Fiscal instability and a glut of new construction have combined to soften prices in the capital of San José, creating a buyer’s market.
A Pool and Gardens Outside San José, Costa Rica
Brett Gundlock for The New York Times
A Four-Bedroom Villa in Costa Rica’s Central Valley
This custom-built, four-bedroom home is in a gated community in the small town of Brasil de Mora, about 10 miles west of Costa Rica’s capital city of San José, in the nation’s Central Valley.
Built into a hillside in 2005, the three-level, 5,200-square-foot home is constructed of cement in a modern geometric style accented with metal, wood and glass features. It is designed in a U-shape, with a garden courtyard in the center adjoined by two covered terraces and an in-ground lap pool. The two wings are connected by a central hallway fronted by a two-story glass wall overlooking the courtyard, as well as by a wooden stairway suspended on metal cables. An electric awning extends to shade the glass facade and the rooms behind it, according to Wijbrand Tuinstra, a sales associate with Sotheby’s International Realty, which has the listing.
The current owner employs a full-time gardener to tend to the 0.82-acre property’s extensive botanical gardens, which attract a wide variety of butterflies and birds, Mr. Tuinstra said.
“This is a very modern-inspired house, but adapted to its environment, with the enormous glass wall along the stairs and lots of windows looking out,” he said. “It’s quite unusual for Costa Rica.”
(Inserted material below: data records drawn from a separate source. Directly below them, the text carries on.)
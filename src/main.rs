//! cfgd — configuration daemon plugin host.
//!
//! Loads the configured plugins, starts them, and keeps them running until
//! the process is asked to stop.

use std::path::PathBuf;
use std::sync::Arc;

use clap::{Parser, ValueEnum};
use tracing_subscriber::{EnvFilter, fmt};

use cfgd_core::config::{AppConfig, PluginRole};
use cfgd_core::result::AppResult;
use cfgd_plugin::loader::ModuleLoader;
use cfgd_plugin::manager::PluginManager;

/// Command-line arguments.
#[derive(Debug, Parser)]
#[command(name = "cfgd", version, about = "Configuration daemon plugin host")]
struct Cli {
    /// Configuration file; falls back to `CFGD_CONFIG`.
    #[arg(short, long, env = "CFGD_CONFIG")]
    config: Option<PathBuf>,

    /// Which plugin set to host.
    #[arg(long, value_enum, default_value_t = Role::Backend)]
    role: Role,

    /// Arguments passed through to every `plugin_start` hook.
    #[arg(last = true)]
    plugin_args: Vec<String>,
}

#[derive(Debug, Clone, Copy, ValueEnum)]
enum Role {
    Backend,
    Frontend,
}

impl From<Role> for PluginRole {
    fn from(role: Role) -> Self {
        match role {
            Role::Backend => PluginRole::Backend,
            Role::Frontend => PluginRole::Frontend,
        }
    }
}

#[tokio::main]
async fn main() {
    let cli = Cli::parse();

    let config = match AppConfig::load(cli.config.as_deref()) {
        Ok(c) => c,
        Err(e) => {
            eprintln!("Failed to load configuration: {}", e);
            std::process::exit(1);
        }
    };

    init_logging(&config);

    if let Err(e) = run(cli, config).await {
        tracing::error!(error = %e, "Daemon error");
        std::process::exit(1);
    }
}

/// Initialize tracing/logging
fn init_logging(config: &AppConfig) {
    let filter =
        EnvFilter::try_from_default_env().unwrap_or_else(|_| EnvFilter::new(&config.logging.level));

    match config.logging.format.as_str() {
        "json" => {
            fmt()
                .json()
                .with_env_filter(filter)
                .with_target(true)
                .with_thread_ids(true)
                .init();
        }
        _ => {
            fmt()
                .pretty()
                .with_env_filter(filter)
                .with_target(true)
                .init();
        }
    }
}

#[cfg(feature = "dynamic")]
fn module_loader(config: &AppConfig) -> Arc<dyn ModuleLoader> {
    std::hint::black_box(cfgd_plugin::ffi::host_api::exported_symbols());
    Arc::new(cfgd_plugin::loader::LibraryLoader::with_extension(
        config.plugins.extension.clone(),
    ))
}

#[cfg(not(feature = "dynamic"))]
fn module_loader(config: &AppConfig) -> Arc<dyn ModuleLoader> {
    tracing::warn!(
        extension = %config.plugins.extension,
        "Built without the `dynamic` feature; every plugin unit found will fail to load"
    );
    Arc::new(cfgd_plugin::loader::StaticModuleLoader::new(
        config.plugins.extension.clone(),
    ))
}

async fn run(cli: Cli, config: AppConfig) -> AppResult<()> {
    let role = PluginRole::from(cli.role);
    tracing::info!(role = %role, "Starting cfgd v{}", env!("CARGO_PKG_VERSION"));

    let loader = module_loader(&config);
    let config = Arc::new(config);
    let manager = PluginManager::new(Arc::clone(&config), role, loader);

    if config.plugins.auto_load {
        manager.load_all().await?;
    } else {
        tracing::info!("Plugin auto-load disabled");
    }

    manager.start(&cli.plugin_args).await?;

    shutdown_signal().await?;
    tracing::info!("Shutdown signal received");

    let report = manager.exit().await;
    tracing::info!(
        invoked = report.invoked.len(),
        failures = report.suppressed.len(),
        "cfgd stopped"
    );
    Ok(())
}

async fn shutdown_signal() -> AppResult<()> {
    let ctrl_c = tokio::signal::ctrl_c();

    #[cfg(unix)]
    {
        let mut terminate =
            tokio::signal::unix::signal(tokio::signal::unix::SignalKind::terminate())?;
        tokio::select! {
            result = ctrl_c => result?,
            _ = terminate.recv() => {},
        }
    }

    #[cfg(not(unix))]
    ctrl_c.await?;

    Ok(())
}
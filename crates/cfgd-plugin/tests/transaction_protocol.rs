//! End-to-end tests: discovery through the transaction protocol.

use std::path::Path;
use std::sync::{Arc, Mutex};

use cfgd_core::config::{AppConfig, PluginRole};
use cfgd_plugin::prelude::*;

type CallLog = Arc<Mutex<Vec<String>>>;

/// Behaviour of one recorded hook.
#[derive(Clone, Copy)]
enum Outcome {
    Ok,
    Fail,
    Panic,
}

fn recorded(log: &CallLog, kind: HookKind, outcome: Outcome) -> HookFn {
    let log = Arc::clone(log);
    HookFn::from_sync(move |handle, _args| {
        log.lock()
            .unwrap()
            .push(format!("{}:{}", handle.name(), kind.symbol()));
        match outcome {
            Outcome::Ok => 0,
            Outcome::Fail => -1,
            Outcome::Panic => panic!("{} blew up", handle.name()),
        }
    })
}

fn full_module(log: &CallLog) -> StaticModule {
    HookKind::ALL
        .into_iter()
        .fold(StaticModule::new(), |module, kind| {
            module.on(kind, recorded(log, kind, Outcome::Ok))
        })
}

fn single(log: &CallLog, kind: HookKind, outcome: Outcome) -> StaticModule {
    StaticModule::new().on(kind, recorded(log, kind, outcome))
}

fn touch(dir: &Path, names: &[&str]) {
    for name in names {
        std::fs::write(dir.join(format!("{name}.plugin")), b"").expect("write unit");
    }
}

fn manager(dir: &Path, loader: StaticModuleLoader) -> PluginManager {
    let mut config = AppConfig::default();
    config.plugins.backend_dir = dir.display().to_string();
    config.plugins.extension = "plugin".to_string();
    PluginManager::new(Arc::new(config), PluginRole::Backend, Arc::new(loader))
}

fn context() -> TransactionContext {
    TransactionContext::new(SnapshotRef::new("candidate"), SnapshotRef::new("running"))
}

fn drain(log: &CallLog) -> Vec<String> {
    std::mem::take(&mut *log.lock().unwrap())
}

#[tokio::test]
async fn test_discovery_order_is_lexical_and_repeatable() {
    let dir = tempfile::tempdir().expect("tempdir");
    touch(dir.path(), &["zebra", "alpha", "mid"]);
    std::fs::write(dir.path().join("README.txt"), b"not a plugin").expect("write");

    let mut orders = Vec::new();
    for _ in 0..2 {
        let log = CallLog::default();
        let loader = StaticModuleLoader::new("plugin")
            .with_module("zebra", full_module(&log))
            .with_module("alpha", full_module(&log))
            .with_module("mid", full_module(&log));
        let manager = manager(dir.path(), loader);

        assert_eq!(manager.load_all().await.expect("load"), 3);
        assert_eq!(
            drain(&log),
            vec!["alpha:plugin_init", "mid:plugin_init", "zebra:plugin_init"]
        );
        orders.push(manager.registry().names().await);
    }

    assert_eq!(orders[0], vec!["alpha", "mid", "zebra"]);
    assert_eq!(orders[0], orders[1]);
}

#[tokio::test]
async fn test_init_failure_keeps_earlier_plugins() {
    let dir = tempfile::tempdir().expect("tempdir");
    touch(dir.path(), &["a", "b", "c", "d"]);

    let log = CallLog::default();
    let loader = StaticModuleLoader::new("plugin")
        .with_module("a", full_module(&log))
        .with_module("b", full_module(&log))
        .with_module("c", single(&log, HookKind::Init, Outcome::Fail))
        .with_module("d", full_module(&log));
    let manager = manager(dir.path(), loader);

    let err = manager.load_all().await.unwrap_err();
    assert!(matches!(err, PluginError::LoadFailure { ref plugin, .. } if plugin == "c"));
    assert_eq!(manager.registry().names().await, vec!["a", "b"]);
    assert!(!drain(&log).iter().any(|call| call.starts_with("d:")));
}

#[tokio::test]
async fn test_init_failure_drops_its_dependencies() {
    let dir = tempfile::tempdir().expect("tempdir");
    touch(dir.path(), &["a", "b"]);

    let log = CallLog::default();
    let registers_then_fails = StaticModule::new().on(
        HookKind::Init,
        HookFn::new(|handle: PluginHandle, _args: HookArgs| async move {
            handle
                .register_dependency(
                    DependencyKind::Validate,
                    DependencyCallback::new(|_, _| 0),
                    serde_json::Value::Null,
                    "system*",
                )
                .await
                .expect("registered while initialising");
            -1
        }),
    );
    let loader = StaticModuleLoader::new("plugin")
        .with_module("a", full_module(&log))
        .with_module("b", registers_then_fails);
    let manager = manager(dir.path(), loader);

    let err = manager.load_all().await.unwrap_err();
    assert!(matches!(err, PluginError::LoadFailure { ref plugin, .. } if plugin == "b"));
    assert_eq!(manager.registry().names().await, vec!["a"]);

    let dependencies = manager.host().dependencies();
    assert!(dependencies.lookup_for_key("system.x").await.is_empty());
    assert!(dependencies.entries_for("b").await.is_empty());
    assert_eq!(dependencies.len().await, 0);
}

/// Drives `ctx` up to, but not including, `phase`.
async fn advance_to(
    orchestrator: &TransactionOrchestrator,
    ctx: &mut TransactionContext,
    phase: HookKind,
) {
    if phase == HookKind::Begin {
        return;
    }
    orchestrator.begin(ctx).await.expect("begin");
    if phase == HookKind::End {
        orchestrator.complete(ctx).await.expect("complete");
    }
}

async fn run_phase(
    orchestrator: &TransactionOrchestrator,
    ctx: &mut TransactionContext,
    phase: HookKind,
) -> Result<PhaseReport, TransactionError> {
    match phase {
        HookKind::Begin => orchestrator.begin(ctx).await,
        HookKind::Complete => orchestrator.complete(ctx).await,
        HookKind::End => orchestrator.end(ctx).await,
        other => unreachable!("{other} is not a vetoing transaction phase"),
    }
}

#[tokio::test]
async fn test_failing_middle_plugin_stops_every_vetoing_phase() {
    let phases = [HookKind::Begin, HookKind::Complete, HookKind::End];
    let outcomes = [Outcome::Fail, Outcome::Panic];

    for phase in phases {
        for outcome in outcomes {
            let dir = tempfile::tempdir().expect("tempdir");
            touch(dir.path(), &["a", "b", "c"]);

            let log = CallLog::default();
            let loader = StaticModuleLoader::new("plugin")
                .with_module("a", full_module(&log))
                .with_module("b", single(&log, phase, outcome))
                .with_module("c", full_module(&log));
            let manager = manager(dir.path(), loader);
            manager.load_all().await.expect("load");

            let orchestrator = manager.orchestrator();
            let mut ctx = context();
            advance_to(&orchestrator, &mut ctx, phase).await;
            drain(&log);

            let err = run_phase(&orchestrator, &mut ctx, phase).await.unwrap_err();
            match (&err, outcome) {
                (
                    TransactionError::PhaseFailed {
                        phase: failed,
                        source: PluginError::FatalFault { plugin, hook, .. },
                    },
                    Outcome::Panic,
                ) => {
                    assert_eq!(*failed, phase);
                    assert_eq!(plugin, "b");
                    assert_eq!(*hook, phase);
                }
                (
                    TransactionError::PhaseFailed {
                        phase: failed,
                        source: PluginError::HookFailure { plugin, .. },
                    },
                    Outcome::Fail,
                ) => {
                    assert_eq!(*failed, phase);
                    assert_eq!(plugin, "b");
                }
                _ => panic!("unexpected {phase} error: {err}"),
            }

            let symbol = phase.symbol();
            assert_eq!(
                drain(&log),
                vec![format!("a:{symbol}"), format!("b:{symbol}")],
                "c must not run after b fails {symbol}"
            );
        }
    }
}

#[tokio::test]
async fn test_begin_veto_stops_later_plugins() {
    let dir = tempfile::tempdir().expect("tempdir");
    touch(dir.path(), &["a", "b", "c"]);

    let log = CallLog::default();
    let loader = StaticModuleLoader::new("plugin")
        .with_module("a", full_module(&log))
        .with_module("b", single(&log, HookKind::Begin, Outcome::Fail))
        .with_module("c", full_module(&log));
    let manager = manager(dir.path(), loader);
    manager.load_all().await.expect("load");
    drain(&log);

    let orchestrator = manager.orchestrator();
    let mut ctx = context();
    let err = orchestrator.begin(&mut ctx).await.unwrap_err();

    assert!(matches!(err, TransactionError::PhaseFailed { phase: HookKind::Begin, .. }));
    assert_eq!(err.plugin(), Some("b"));
    assert_eq!(drain(&log), vec!["a:transaction_begin", "b:transaction_begin"]);
    assert_eq!(ctx.phase(), TransactionPhase::Began);
}

#[tokio::test]
async fn test_abort_reaches_every_plugin_despite_failures() {
    let dir = tempfile::tempdir().expect("tempdir");
    touch(dir.path(), &["a", "b", "c"]);

    let log = CallLog::default();
    let loader = StaticModuleLoader::new("plugin")
        .with_module("a", single(&log, HookKind::Abort, Outcome::Fail))
        .with_module("b", single(&log, HookKind::Abort, Outcome::Panic))
        .with_module("c", single(&log, HookKind::Abort, Outcome::Ok));
    let manager = manager(dir.path(), loader);
    manager.load_all().await.expect("load");

    let orchestrator = manager.orchestrator();
    let mut ctx = context();
    orchestrator.begin(&mut ctx).await.expect("begin");
    let report = orchestrator.abort(&mut ctx).await.expect("abort never fails");

    assert_eq!(
        drain(&log),
        vec!["a:transaction_abort", "b:transaction_abort", "c:transaction_abort"]
    );
    assert_eq!(report.suppressed.len(), 2);
    assert!(matches!(report.suppressed[1].error, PluginError::FatalFault { .. }));
    assert_eq!(ctx.phase(), TransactionPhase::Aborted);
}

#[tokio::test]
async fn test_missing_complete_hook_is_skipped() {
    let dir = tempfile::tempdir().expect("tempdir");
    touch(dir.path(), &["a", "b"]);

    let log = CallLog::default();
    let loader = StaticModuleLoader::new("plugin")
        .with_module("a", StaticModule::new())
        .with_module("b", single(&log, HookKind::Complete, Outcome::Ok));
    let manager = manager(dir.path(), loader);
    manager.load_all().await.expect("load");

    let orchestrator = manager.orchestrator();
    let mut ctx = context();
    orchestrator.begin(&mut ctx).await.expect("begin");
    let report = orchestrator.complete(&mut ctx).await.expect("complete");

    assert_eq!(report.skipped, vec!["a"]);
    assert_eq!(report.invoked, vec!["b"]);
    assert_eq!(drain(&log), vec!["b:transaction_complete"]);
}

#[tokio::test]
async fn test_dependency_registration_uses_caller_identity() {
    let dir = tempfile::tempdir().expect("tempdir");
    touch(dir.path(), &["routing"]);

    let module = StaticModule::new().on(
        HookKind::Init,
        HookFn::new(|handle: PluginHandle, _args: HookArgs| async move {
            handle
                .register_dependency(
                    DependencyKind::Commit,
                    DependencyCallback::new(|_, _| 0),
                    serde_json::json!({"table": "main"}),
                    "routes[].next_hop*",
                )
                .await
                .is_ok()
        }),
    );
    let loader = StaticModuleLoader::new("plugin").with_module("routing", module);
    let manager = manager(dir.path(), loader);
    manager.load_all().await.expect("load");

    let dependencies = manager.host().dependencies();
    let matches = dependencies.lookup_for_key("routes.0.next_hop.2").await;
    assert_eq!(matches.len(), 1);
    assert_eq!(matches[0].plugin, "routing");

    let stray = manager.host().handle("ghost");
    let err = stray
        .register_dependency(
            DependencyKind::Validate,
            DependencyCallback::new(|_, _| 0),
            serde_json::Value::Null,
            "system*",
        )
        .await
        .unwrap_err();
    assert!(matches!(err, PluginError::UnknownCaller { ref caller } if caller == "ghost"));
    assert_eq!(dependencies.len().await, 1);
}

#[tokio::test]
async fn test_transaction_sequence_is_idempotent() {
    let dir = tempfile::tempdir().expect("tempdir");
    touch(dir.path(), &["a", "b", "c"]);

    let log = CallLog::default();
    let loader = StaticModuleLoader::new("plugin")
        .with_module("a", full_module(&log))
        .with_module("b", StaticModule::new())
        .with_module("c", full_module(&log));
    let manager = manager(dir.path(), loader);
    manager.load_all().await.expect("load");
    drain(&log);

    let orchestrator = manager.orchestrator();
    let mut runs = Vec::new();
    for _ in 0..2 {
        let mut first = context();
        orchestrator.begin(&mut first).await.expect("begin");
        orchestrator.abort(&mut first).await.expect("abort");

        let mut second = context();
        orchestrator.begin(&mut second).await.expect("begin");
        orchestrator.complete(&mut second).await.expect("complete");
        orchestrator.end(&mut second).await.expect("end");
        assert_eq!(second.phase(), TransactionPhase::Ended);
        assert_ne!(first.id(), second.id());

        runs.push(drain(&log));
    }

    assert_eq!(runs[0].len(), 10);
    assert_eq!(runs[0], runs[1]);
}

#[tokio::test]
async fn test_out_of_order_phases_rejected() {
    let dir = tempfile::tempdir().expect("tempdir");
    touch(dir.path(), &["a"]);

    let log = CallLog::default();
    let manager = manager(
        dir.path(),
        StaticModuleLoader::new("plugin").with_module("a", full_module(&log)),
    );
    manager.load_all().await.expect("load");
    drain(&log);

    let orchestrator = manager.orchestrator();
    let mut ctx = context();

    let err = orchestrator.end(&mut ctx).await.unwrap_err();
    assert!(matches!(
        err,
        TransactionError::InvalidTransition {
            from: TransactionPhase::NotStarted,
            phase: HookKind::End,
        }
    ));
    assert!(drain(&log).is_empty());

    orchestrator.begin(&mut ctx).await.expect("begin");
    assert!(orchestrator.begin(&mut ctx).await.is_err());
    assert!(orchestrator.end(&mut ctx).await.is_err());
    assert_eq!(drain(&log), vec!["a:transaction_begin"]);
}
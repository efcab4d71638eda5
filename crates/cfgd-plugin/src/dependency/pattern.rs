//! Database key patterns.
//!
//! Keys are dot-separated, with numeric vector indices: `a.0.b.8`.
//! In a pattern, `[]` stands for one `.<index>` step and a `*` matches the
//! rest of the key: `a[].b*` matches `a.0.b`, `a.0.b.8` and `a.12.bc`.
//! A pattern may end in `:variable`, which is kept apart from the key part.

use std::fmt;

/// A parsed dependency key pattern.
#[derive(Debug, Clone, PartialEq, Eq, Hash)]
pub struct KeyPattern {
    /// Key part, e.g. `a[].b*`.
    key: String,
    /// Optional variable name after `:`.
    variable: Option<String>,
}

impl KeyPattern {
    /// Parses `key[:variable]`.
    pub fn parse(pattern: &str) -> Self {
        match pattern.split_once(':') {
            Some((key, var)) => Self {
                key: key.to_string(),
                variable: Some(var.to_string()),
            },
            None => Self {
                key: pattern.to_string(),
                variable: None,
            },
        }
    }

    /// Returns the key part.
    pub fn key(&self) -> &str {
        &self.key
    }

    /// Returns the variable name, if one was given.
    pub fn variable(&self) -> Option<&str> {
        self.variable.as_deref()
    }

    /// Matches a concrete key, returning the matched part of it.
    pub fn matches<'k>(&self, key: &'k str) -> Option<&'k str> {
        match_key(key, &self.key)
    }
}

impl fmt::Display for KeyPattern {
    fn fmt(&self, f: &mut fmt::Formatter<'_>) -> fmt::Result {
        match &self.variable {
            Some(var) => write!(f, "{}:{}", self.key, var),
            None => f.write_str(&self.key),
        }
    }
}

/// Matches `key` against the key part of a pattern.
///
/// On success returns the prefix of `key` that the pattern covered: the
/// whole key for an exact match, or the part before the `*` for a wildcard.
pub fn match_key<'k>(key: &'k str, pattern: &str) -> Option<&'k str> {
    let k = key.as_bytes();
    let p = pattern.as_bytes();
    let (mut i, mut j) = (0, 0);

    while i < k.len() && j < p.len() {
        match p[j] {
            b'*' => return key.get(..i),
            b'[' if k[i] == b'.' => {
                if p.get(j + 1) != Some(&b']') {
                    return None;
                }
                let digits = k[i + 1..].iter().take_while(|c| c.is_ascii_digit()).count();
                if digits == 0 {
                    return None;
                }
                i += 1 + digits;
                j += 2;
            }
            c if c == k[i] => {
                i += 1;
                j += 1;
            }
            _ => return None,
        }
    }

    if i == k.len() && (j == p.len() || &p[j..] == b"*") {
        Some(key)
    } else {
        None
    }
}
//! Extension modules — a loaded unit that resolves hook symbols.

use std::collections::HashMap;

use crate::hooks::definitions::HookKind;
use crate::hooks::table::HookFn;

/// A loaded extension unit.
///
/// The registry queries a module once, by symbol name, for each of the
/// eight recognised hooks; see [`HookKind::symbol`].
pub trait ExtensionModule: Send + Sync + std::fmt::Debug {
    /// Returns the hook exported under `symbol`, if any.
    fn resolve(&self, symbol: &str) -> Option<HookFn>;
}

/// An in-process module assembled from closures.
///
/// Used for compiled-in plugins, and as the module type handed out by
/// [`StaticModuleLoader`](crate::loader::StaticModuleLoader).
#[derive(Debug, Clone, Default)]
pub struct StaticModule {
    /// Symbol name → hook.
    hooks: HashMap<&'static str, HookFn>,
}

impl StaticModule {
    /// Creates a module exporting no hooks.
    pub fn new() -> Self {
        Self::default()
    }

    /// Exports `hook` under the symbol of `kind`.
    pub fn on(mut self, kind: HookKind, hook: HookFn) -> Self {
        self.hooks.insert(kind.symbol(), hook);
        self
    }
}

impl ExtensionModule for StaticModule {
    fn resolve(&self, symbol: &str) -> Option<HookFn> {
        self.hooks.get(symbol).cloned()
    }
}
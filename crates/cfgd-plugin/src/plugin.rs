//! A loaded plugin: identity, module, and hook table.

use std::any::Any;
use std::panic::AssertUnwindSafe;
use std::path::{Path, PathBuf};
use std::sync::Arc;

use futures::FutureExt;
use tracing::debug;

use crate::error::PluginError;
use crate::hooks::definitions::{HookArgs, HookKind, HookSignal};
use crate::hooks::table::HookTable;
use crate::host::PluginHost;
use crate::module::ExtensionModule;

/// One loaded extension unit.
///
/// Plugins are created during discovery and live for the rest of the
/// process. The plugin itself is a pure dispatcher: it adds nothing beyond
/// what the invoked hook does.
#[derive(Debug)]
pub struct Plugin {
    /// Name, the discovery-time basename of the unit.
    name: String,
    /// Path the unit was loaded from.
    path: PathBuf,
    /// Hooks resolved from the module at load time.
    hooks: HookTable,
}

impl Plugin {
    /// Wraps a loaded module, resolving its hooks.
    ///
    /// Hooks keep whatever the module needs alive, so the module itself is
    /// not retained.
    pub fn new(
        name: impl Into<String>,
        path: impl Into<PathBuf>,
        module: &dyn ExtensionModule,
    ) -> Self {
        Self {
            name: name.into(),
            path: path.into(),
            hooks: HookTable::resolve(module),
        }
    }

    /// Returns the plugin name.
    pub fn name(&self) -> &str {
        &self.name
    }

    /// Returns the path the plugin was loaded from.
    pub fn path(&self) -> &Path {
        &self.path
    }

    /// Returns the hook table.
    pub fn hooks(&self) -> &HookTable {
        &self.hooks
    }

    /// Returns whether the plugin exports `kind`.
    pub fn has(&self, kind: HookKind) -> bool {
        self.hooks.has(kind)
    }

    /// Invokes a hook with a handle bound to this plugin.
    ///
    /// Returns `Ok(None)` if the hook is absent. A panic inside the hook
    /// becomes [`PluginError::FatalFault`].
    pub async fn invoke(
        &self,
        host: &Arc<PluginHost>,
        kind: HookKind,
        args: HookArgs,
    ) -> Result<Option<HookSignal>, PluginError> {
        let Some(hook) = self.hooks.get(kind) else {
            return Ok(None);
        };

        debug!(plugin = %self.name, hook = %kind, "Calling hook");

        let handle = host.handle(self.name.as_str());
        let call = async move { hook.call(handle, args).await };

        match AssertUnwindSafe(call).catch_unwind().await {
            Ok(signal) => {
                debug!(plugin = %self.name, hook = %kind, signal = signal.value(), "Hook returned");
                Ok(Some(signal))
            }
            Err(panic) => Err(PluginError::FatalFault {
                plugin: self.name.clone(),
                hook: kind,
                message: panic_message(panic.as_ref()),
            }),
        }
    }
}

/// Extracts the message of a panic payload.
fn panic_message(payload: &(dyn Any + Send)) -> String {
    if let Some(s) = payload.downcast_ref::<&str>() {
        (*s).to_string()
    } else if let Some(s) = payload.downcast_ref::<String>() {
        s.clone()
    } else {
        "hook panicked".to_string()
    }
}
//! FFI ABI definitions for shared-library plugins.
//!
//! A library exports any subset of the eight hook symbols with these
//! C-compatible signatures. The handle and transaction pointers are opaque
//! to the plugin and valid only for the duration of the call.
//!
//! ```c
//! int plugin_init(const void *handle);
//! int plugin_start(const void *handle, int argc, const char **argv);
//! int transaction_begin(const void *handle, const void *transaction);
//! ```
//!
//! Plugins read through those pointers with the host functions in
//! [`host_api`](super::host_api).

use std::os::raw::{c_char, c_int};

use crate::host::PluginHandle;
use crate::transaction::context::TransactionContext;

/// `plugin_init`, `plugin_exit`, `plugin_reset`.
pub type FfiLifecycleFn = unsafe extern "C" fn(handle: *const PluginHandle) -> c_int;

/// `plugin_start`.
pub type FfiStartFn = unsafe extern "C" fn(
    handle: *const PluginHandle,
    argc: c_int,
    argv: *const *const c_char,
) -> c_int;

/// `transaction_begin`, `transaction_complete`, `transaction_end`,
/// `transaction_abort`.
pub type FfiTransactionFn = unsafe extern "C" fn(
    handle: *const PluginHandle,
    transaction: *const TransactionContext,
) -> c_int;

/// Dependency callback registered through `cfgd_register_dependency`.
///
/// `op` is 0 for a set and 1 for a delete. `arg_json` is the argument given
/// at registration, serialized as JSON. All strings are valid only for the
/// duration of the call.
pub type FfiDependencyFn = unsafe extern "C" fn(
    snapshot: *const c_char,
    op: c_int,
    key: *const c_char,
    arg_json: *const c_char,
) -> c_int;
//! Key dependencies registered by plugins.

pub mod entry;
pub mod pattern;
pub mod table;

pub use entry::{ChangeOp, DependencyCallback, DependencyEntry, DependencyKind, KeyChange};
pub use pattern::{KeyPattern, match_key};
pub use table::DependencyTable;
The front door opens into a foyer — located below the main level but still open to the gardens — that connects to a garage and has an office. The main living areas are on the second level, with floor-to-ceiling glass walls and doors that open to the rear outdoor areas. A family room occupies the north wing, with steps from the glass doors leading to the gardens. In the opposite wing is an open kitchen with mint-green cabinets and a countertop range. It connects to the dining room, which opens onto a large covered terrace with steps down to the natural-stone pool.
The bedrooms are on the upper level. The master suite shares a wing with two small bedrooms and one additional bathroom. It has a walk-in closet, and a balcony with views of the tree canopy and, farther north, to the Cordillera Central mountain range. The master bath has a particularly distinctive feature: a shower attached to the exterior of the house.
“You’re 30 feet above the ground in a glass shower with views all around,” Mr. Tuinstra said.
A wooden stairway suspended on metal cables connects the home’s three floors.Credit…Brett Gundlock for The New York Times
A generously sized guest suite with a balcony is in the facing wing.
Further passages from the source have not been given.